La transformación se ve en las quejas. Tradicionalmente nos quejábamos de las reuniones largas, sin objetivos o directamente innecesarias. Con la pandemia llegó una nueva ola de protestas: contra los que no encienden la cámara o los que no aprendieron a desmutearse. Pero el último grito (de protesta) llegó con la inteligencia artificial y el enojo contra colegas que faltan a las reuniones… y mandan un bot en su lugar.
Hace poco Google y Microsoft lanzaron servicios que permiten enviar un asistente a una reunión virtual. El asistente toma notas y nos entrega un resumen que se lee en 3 minutos, aunque la reunión haya durado una hora. De inmediato se afectó la etiqueta: ¿me tengo que ofender si alguien manda su bot? ¿O es mejor eso que nada? ¿Empezaremos a tener reuniones unipersonales, donde un humano dicta sus ideas a una multitud de tomadores de notas artificiales? ¿Eso seguiría siendo una reunión?
"La transformación se ve en las quejas. Tradicionalmente nos quejábamos de las reuniones largas, sin objetivos o directamente innecesarias. Con la pandemia llegó una nueva ola de protestas: contra los que no encienden la cámara o los que no aprendieron a desmutearse. Pero el último grito (de protesta) llegó con la inteligencia artificial y el enojo contra colegas que faltan a las reuniones… y mandan un bot en su lugar"
Ya es habitual usar accesorios digitales en cualquier reunión. Casi todos los sistemas de videollamadas ofrecen subtítulos en vivo o traducción. Cambiar o difuminar el fondo ya es una antigüedad. Más reciente es opinar con emojis sobre nuestra propia cara. Mac lanzó un servicio nuevo el mes pasado que interpreta nuestros gestos y los convierte en emojis sin que toquemos el teclado. No anda muy bien.
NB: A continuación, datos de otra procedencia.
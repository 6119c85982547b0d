//! Function manifest: the execution settings copied into every new project.
//!
//! The manifest is owned by the function runtime, not by the registry. The
//! registry only carries it around as a value and writes it to
//! [`MANIFEST_FILE`] when a project is scaffolded. The JSON layout matches
//! what the runtime reads, including Go-style duration strings such as
//! `"1s"` or `"1m30s"` for `time_limit`.

use crate::error::{FnkitError, Result};
use serde::{Deserialize, Serialize};
use std::collections::{BTreeMap, BTreeSet};
use std::fs;
use std::path::Path;
use std::time::Duration;

/// File name the manifest is persisted under inside a project.
pub const MANIFEST_FILE: &str = "manifest.json";

/// Execution manifest of a function.
#[derive(Debug, Clone, Default, PartialEq, Eq, Serialize, Deserialize)]
#[serde(default)]
pub struct Manifest {
    /// Display name
    #[serde(skip_serializing_if = "String::is_empty")]
    pub name: String,

    /// Long-form description (markdown)
    #[serde(skip_serializing_if = "String::is_empty")]
    pub description: String,

    /// Command line executed for every request
    #[serde(skip_serializing_if = "Vec::is_empty")]
    pub run: Vec<String>,

    /// Headers added to every response
    #[serde(skip_serializing_if = "BTreeMap::is_empty")]
    pub output_headers: BTreeMap<String, String>,

    /// Request headers mapped to environment variables
    #[serde(skip_serializing_if = "BTreeMap::is_empty")]
    pub input_headers: BTreeMap<String, String>,

    /// Query parameters mapped to environment variables
    #[serde(skip_serializing_if = "BTreeMap::is_empty")]
    pub query: BTreeMap<String, String>,

    /// Static environment for the process
    #[serde(skip_serializing_if = "BTreeMap::is_empty")]
    pub environment: BTreeMap<String, String>,

    /// Allowed HTTP method (empty = any)
    #[serde(skip_serializing_if = "String::is_empty")]
    pub method: String,

    /// Maximum execution time per request
    #[serde(with = "go_duration", skip_serializing_if = "Duration::is_zero")]
    pub time_limit: Duration,

    /// Maximum request body size in bytes
    #[serde(skip_serializing_if = "is_zero")]
    pub maximum_payload: u64,

    #[serde(skip_serializing_if = "BTreeSet::is_empty")]
    pub allowed_ip: BTreeSet<String>,

    #[serde(skip_serializing_if = "BTreeSet::is_empty")]
    pub allowed_origin: BTreeSet<String>,

    /// Whether the function can be called without a token
    pub public: bool,

    /// Directory served as static content
    #[serde(rename = "static", skip_serializing_if = "String::is_empty")]
    pub static_dir: String,

    #[serde(skip_serializing_if = "BTreeSet::is_empty")]
    pub aliases: BTreeSet<String>,
}

fn is_zero(value: &u64) -> bool {
    *value == 0
}

impl Manifest {
    /// Load a manifest from a JSON file.
    pub fn from_path(path: &Path) -> Result<Self> {
        let content = fs::read_to_string(path)?;
        serde_json::from_str(&content).map_err(|e| FnkitError::ConfigParseError {
            path: path.to_path_buf(),
            message: e.to_string(),
        })
    }

    /// Render the manifest as indented JSON.
    pub fn to_json_pretty(&self) -> Result<String> {
        serde_json::to_string_pretty(self).map_err(|e| FnkitError::Other(e.into()))
    }

    /// Persist the manifest to `path`, replacing any existing file.
    pub fn save_as(&self, path: &Path) -> Result<()> {
        let mut content = self.to_json_pretty()?;
        content.push('\n');
        fs::write(path, content)?;
        Ok(())
    }
}

/// Serde adapter for Go-style duration strings.
pub mod go_duration {
    use serde::{Deserialize, Deserializer, Serializer};
    use std::time::Duration;

    pub fn serialize<S: Serializer>(value: &Duration, serializer: S) -> Result<S::Ok, S::Error> {
        serializer.serialize_str(&format_duration(*value))
    }

    pub fn deserialize<'de, D: Deserializer<'de>>(deserializer: D) -> Result<Duration, D::Error> {
        let raw = String::deserialize(deserializer)?;
        parse_duration(&raw).map_err(serde::de::Error::custom)
    }

    const NANOS_PER_MICRO: u128 = 1_000;
    const NANOS_PER_MILLI: u128 = 1_000_000;
    const NANOS_PER_SEC: u128 = 1_000_000_000;

    fn unit_nanos(unit: &str) -> Option<u128> {
        match unit {
            "ns" => Some(1),
            "us" | "µs" | "μs" => Some(NANOS_PER_MICRO),
            "ms" => Some(NANOS_PER_MILLI),
            "s" => Some(NANOS_PER_SEC),
            "m" => Some(60 * NANOS_PER_SEC),
            "h" => Some(3600 * NANOS_PER_SEC),
            _ => None,
        }
    }

    /// Parse a duration such as `"1s"`, `"250ms"`, `"1.5h"` or `"2h45m"`.
    pub fn parse_duration(input: &str) -> Result<Duration, String> {
        let s = input.trim();
        if s == "0" {
            return Ok(Duration::ZERO);
        }
        if s.is_empty() {
            return Err("empty duration".to_string());
        }

        let mut total: u128 = 0;
        let mut rest = s;
        while !rest.is_empty() {
            let int_len = rest.find(|c: char| !c.is_ascii_digit()).unwrap_or(rest.len());
            let (int_part, after_int) = rest.split_at(int_len);

            let (frac_part, after_number) = match after_int.strip_prefix('.') {
                Some(tail) => {
                    let frac_len = tail.find(|c: char| !c.is_ascii_digit()).unwrap_or(tail.len());
                    tail.split_at(frac_len)
                }
                None => ("", after_int),
            };
            if int_part.is_empty() && frac_part.is_empty() {
                return Err(format!("invalid duration {:?}", input));
            }

            let unit_len = after_number
                .find(|c: char| c.is_ascii_digit() || c == '.')
                .unwrap_or(after_number.len());
            let (unit, tail) = after_number.split_at(unit_len);
            if unit.is_empty() {
                return Err(format!("missing unit in duration {:?}", input));
            }
            let scale = unit_nanos(unit)
                .ok_or_else(|| format!("unknown unit {:?} in duration {:?}", unit, input))?;

            let whole: u128 = if int_part.is_empty() {
                0
            } else {
                int_part
                    .parse()
                    .map_err(|_| format!("invalid duration {:?}", input))?
            };
            let mut value = whole
                .checked_mul(scale)
                .ok_or_else(|| format!("duration {:?} overflows", input))?;
            if !frac_part.is_empty() {
                // Digits beyond nanosecond precision are dropped.
                let digits = &frac_part[..frac_part.len().min(18)];
                let frac: u128 = digits
                    .parse()
                    .map_err(|_| format!("invalid duration {:?}", input))?;
                value = value
                    .checked_add(frac * scale / 10u128.pow(digits.len() as u32))
                    .ok_or_else(|| format!("duration {:?} overflows", input))?;
            }
            total = total
                .checked_add(value)
                .ok_or_else(|| format!("duration {:?} overflows", input))?;
            rest = tail;
        }

        let secs = u64::try_from(total / NANOS_PER_SEC)
            .map_err(|_| format!("duration {:?} overflows", input))?;
        Ok(Duration::new(secs, (total % NANOS_PER_SEC) as u32))
    }

    /// Format a duration the way the function runtime prints it (`"1m30s"`).
    pub fn format_duration(value: Duration) -> String {
        let nanos = value.as_nanos();
        if nanos == 0 {
            return "0s".to_string();
        }
        if nanos < NANOS_PER_MICRO {
            return format!("{}ns", nanos);
        }
        if nanos < NANOS_PER_MILLI {
            return format!("{}µs", with_fraction(nanos, NANOS_PER_MICRO, 3));
        }
        if nanos < NANOS_PER_SEC {
            return format!("{}ms", with_fraction(nanos, NANOS_PER_MILLI, 6));
        }

        let secs = value.as_secs();
        let hours = secs / 3600;
        let minutes = (secs % 3600) / 60;
        let rem = u128::from(secs % 60) * NANOS_PER_SEC + u128::from(value.subsec_nanos());

        let mut out = String::new();
        if hours > 0 {
            out.push_str(&format!("{}h", hours));
        }
        if hours > 0 || minutes > 0 {
            out.push_str(&format!("{}m", minutes));
        }
        out.push_str(&format!("{}s", with_fraction(rem, NANOS_PER_SEC, 9)));
        out
    }

    fn with_fraction(nanos: u128, unit: u128, digits: usize) -> String {
        let whole = nanos / unit;
        let frac = nanos % unit;
        if frac == 0 {
            return whole.to_string();
        }
        let frac = format!("{:0width$}", frac, width = digits);
        format!("{}.{}", whole, frac.trim_end_matches('0'))
    }
}

#[cfg(test)]
mod tests {
    use super::go_duration::{format_duration, parse_duration};
    use super::*;
    use tempfile::TempDir;

    #[test]
    fn parses_simple_durations() {
        assert_eq!(parse_duration("1s").unwrap(), Duration::from_secs(1));
        assert_eq!(parse_duration("250ms").unwrap(), Duration::from_millis(250));
        assert_eq!(parse_duration("2h").unwrap(), Duration::from_secs(7200));
        assert_eq!(parse_duration("0").unwrap(), Duration::ZERO);
    }

    #[test]
    fn parses_compound_and_fractional_durations() {
        assert_eq!(parse_duration("1m30s").unwrap(), Duration::from_secs(90));
        assert_eq!(parse_duration("1.5s").unwrap(), Duration::from_millis(1500));
        assert_eq!(parse_duration("1h0m0s").unwrap(), Duration::from_secs(3600));
        assert_eq!(parse_duration("10us").unwrap(), Duration::from_micros(10));
    }

    #[test]
    fn rejects_malformed_durations() {
        assert!(parse_duration("").is_err());
        assert!(parse_duration("10").is_err());
        assert!(parse_duration("5 parsecs").is_err());
        assert!(parse_duration("s").is_err());
    }

    #[test]
    fn rejects_fraction_that_overflows() {
        // The whole part alone fits in u128 nanoseconds; the fraction does not.
        let input = format!("{}.9s", u128::MAX / 1_000_000_000);
        let err = parse_duration(&input).unwrap_err();
        assert!(err.contains("overflows"));
    }

    #[test]
    fn formats_like_the_runtime() {
        assert_eq!(format_duration(Duration::from_secs(1)), "1s");
        assert_eq!(format_duration(Duration::from_secs(90)), "1m30s");
        assert_eq!(format_duration(Duration::from_secs(3600)), "1h0m0s");
        assert_eq!(format_duration(Duration::from_millis(1500)), "1.5s");
        assert_eq!(format_duration(Duration::from_millis(250)), "250ms");
        assert_eq!(format_duration(Duration::ZERO), "0s");
    }

    #[test]
    fn manifest_serializes_time_limit_as_string() {
        let manifest = Manifest {
            name: "demo".into(),
            time_limit: Duration::from_secs(1),
            maximum_payload: 8192,
            ..Default::default()
        };
        let json = serde_json::to_value(&manifest).unwrap();
        assert_eq!(json["time_limit"], "1s");
        assert_eq!(json["maximum_payload"], 8192);
        assert!(json.get("run").is_none());
    }

    #[test]
    fn manifest_defaults_missing_fields() {
        let manifest: Manifest = serde_json::from_str(r#"{"name": "x"}"#).unwrap();
        assert_eq!(manifest.name, "x");
        assert!(manifest.run.is_empty());
        assert_eq!(manifest.time_limit, Duration::ZERO);
        assert!(!manifest.public);
    }

    #[test]
    fn manifest_reads_static_field() {
        let manifest: Manifest = serde_json::from_str(r#"{"static": "public"}"#).unwrap();
        assert_eq!(manifest.static_dir, "public");
    }

    #[test]
    fn manifest_rejects_bad_time_limit() {
        let result: std::result::Result<Manifest, _> =
            serde_json::from_str(r#"{"time_limit": "forever"}"#);
        assert!(result.is_err());
    }

    #[test]
    fn save_as_writes_readable_json() {
        let temp = TempDir::new().unwrap();
        let path = temp.path().join(MANIFEST_FILE);
        let manifest = Manifest {
            name: "Example".into(),
            run: vec!["node".into(), "app.js".into()],
            time_limit: Duration::from_secs(1),
            ..Default::default()
        };

        manifest.save_as(&path).unwrap();
        let loaded = Manifest::from_path(&path).unwrap();

        assert_eq!(loaded, manifest);
    }
}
Al menos los porteños, tan afectos a gesticular, producimos emojis no deseados.
Mientras tanto, una multitud de pequeñas apps –como Read.ai o Sembly.ai– se proponen como el complemento de nuestras reuniones: toman minutas, las resumen, infieren decisiones y próximos pasos que luego se comparten con todos los participantes.
Son servicios útiles y de apariencia inocua, apenas una forma de ahorrar tiempo. Sin embargo, usarlos es un poco escalofriante. Confieso que siempre que recibo una minuta de una reunión busco mi nombre para ver qué de lo que dije quedó registrado. Con los bots –ahora– resulta más inquietante: ¿cómo decidió el bot qué editar? ¿Por qué incluyó determinada idea y no otra? ¿Deberemos aprender a optimizar nuestros comentarios para ellos?
La estela discursiva que queda de una reunión no es un producto menor. Y no solo por cómo incide en los proyectos laborales. En su libro El poder de las palabras, el neurocientífico Mariano Sigman explica que las personas editamos lo que nos sucede cada día. Nos contamos un relato, resumido, de lo que pasó. Estos relatos construyen nuestra visión del mundo y dictan quiénes somos. Nos limitan y nos liberan. Dejar que un bot edite lo que sucedió –aunque solo sea en una reunión– es por lo tanto una acción bastante temeraria.
En cualquier caso, puede que tantas capas de intermediación –ya no solo la pantalla sino también los servicios asociados– vuelvan a las reuniones completamente irreconocibles. Tal vez les pongamos otro nombre y pasemos a revalorizar como verdaderas reuniones a las presenciales. Después de todo, algún ritual seguiremos necesitando para los intercambios que no pueden ser registrados por los bots. Pienso en los periodistas reunidos con sus fuentes. Los socios que recién se conocen. Los operadores políticos. Seguiremos necesitando los restaurantes con primer piso, los halls de hoteles y los bancos de plaza para todos los diálogos que no conduzcan a ningún “accionable”, salvo los que nosotros mismos nos demos de manera inescrutable.